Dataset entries
○ ○ ○ ○ ○

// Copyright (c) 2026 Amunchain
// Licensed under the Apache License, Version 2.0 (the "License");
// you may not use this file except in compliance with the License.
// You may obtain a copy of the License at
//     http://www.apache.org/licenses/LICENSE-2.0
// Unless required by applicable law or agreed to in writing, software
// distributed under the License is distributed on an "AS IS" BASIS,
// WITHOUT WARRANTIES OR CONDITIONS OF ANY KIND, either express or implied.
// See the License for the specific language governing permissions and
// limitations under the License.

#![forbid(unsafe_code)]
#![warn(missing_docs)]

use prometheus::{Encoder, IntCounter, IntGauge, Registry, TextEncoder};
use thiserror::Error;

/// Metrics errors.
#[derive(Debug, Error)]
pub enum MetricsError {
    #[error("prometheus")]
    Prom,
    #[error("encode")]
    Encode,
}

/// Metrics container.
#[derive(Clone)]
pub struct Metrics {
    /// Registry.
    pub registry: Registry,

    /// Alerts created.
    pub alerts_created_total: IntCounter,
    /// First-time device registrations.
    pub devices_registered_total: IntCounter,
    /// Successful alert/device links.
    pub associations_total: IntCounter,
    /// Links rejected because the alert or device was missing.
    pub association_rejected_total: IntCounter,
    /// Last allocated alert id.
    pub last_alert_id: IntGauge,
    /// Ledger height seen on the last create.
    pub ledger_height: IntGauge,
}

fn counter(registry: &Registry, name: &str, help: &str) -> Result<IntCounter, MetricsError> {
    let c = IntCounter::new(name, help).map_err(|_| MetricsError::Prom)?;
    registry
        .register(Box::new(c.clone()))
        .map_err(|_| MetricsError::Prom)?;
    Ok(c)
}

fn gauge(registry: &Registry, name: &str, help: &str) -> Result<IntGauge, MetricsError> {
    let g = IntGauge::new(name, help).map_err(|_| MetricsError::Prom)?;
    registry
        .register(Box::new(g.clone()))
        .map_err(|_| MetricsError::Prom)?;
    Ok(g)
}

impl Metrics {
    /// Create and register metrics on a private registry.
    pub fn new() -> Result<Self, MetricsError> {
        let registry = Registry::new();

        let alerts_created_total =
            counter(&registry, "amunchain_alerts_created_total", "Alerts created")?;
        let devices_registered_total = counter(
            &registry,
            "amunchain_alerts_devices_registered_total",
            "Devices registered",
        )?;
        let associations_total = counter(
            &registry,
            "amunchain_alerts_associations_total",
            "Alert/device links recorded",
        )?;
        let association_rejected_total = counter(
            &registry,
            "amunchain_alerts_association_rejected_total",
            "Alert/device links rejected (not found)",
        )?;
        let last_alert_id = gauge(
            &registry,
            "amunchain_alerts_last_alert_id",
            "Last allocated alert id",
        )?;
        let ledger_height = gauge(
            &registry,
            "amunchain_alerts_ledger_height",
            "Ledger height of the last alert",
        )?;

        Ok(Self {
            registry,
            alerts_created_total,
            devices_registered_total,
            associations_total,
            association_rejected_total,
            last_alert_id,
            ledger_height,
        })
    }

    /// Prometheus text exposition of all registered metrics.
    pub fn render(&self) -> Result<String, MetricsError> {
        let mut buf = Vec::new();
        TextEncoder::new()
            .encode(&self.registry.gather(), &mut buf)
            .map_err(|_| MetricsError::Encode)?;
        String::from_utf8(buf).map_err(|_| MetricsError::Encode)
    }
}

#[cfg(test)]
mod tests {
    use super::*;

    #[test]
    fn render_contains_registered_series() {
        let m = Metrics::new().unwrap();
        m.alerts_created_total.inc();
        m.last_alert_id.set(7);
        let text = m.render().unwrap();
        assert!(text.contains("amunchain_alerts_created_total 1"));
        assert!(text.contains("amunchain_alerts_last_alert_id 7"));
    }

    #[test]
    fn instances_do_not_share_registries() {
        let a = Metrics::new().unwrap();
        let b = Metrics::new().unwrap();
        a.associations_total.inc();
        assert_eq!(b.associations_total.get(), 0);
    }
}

○ ○ ○ ○ ○

§ TO DO
Count how many lines in the data above include the string "name", and write only that number.

§ SOLUTION FOR THIS TASK
4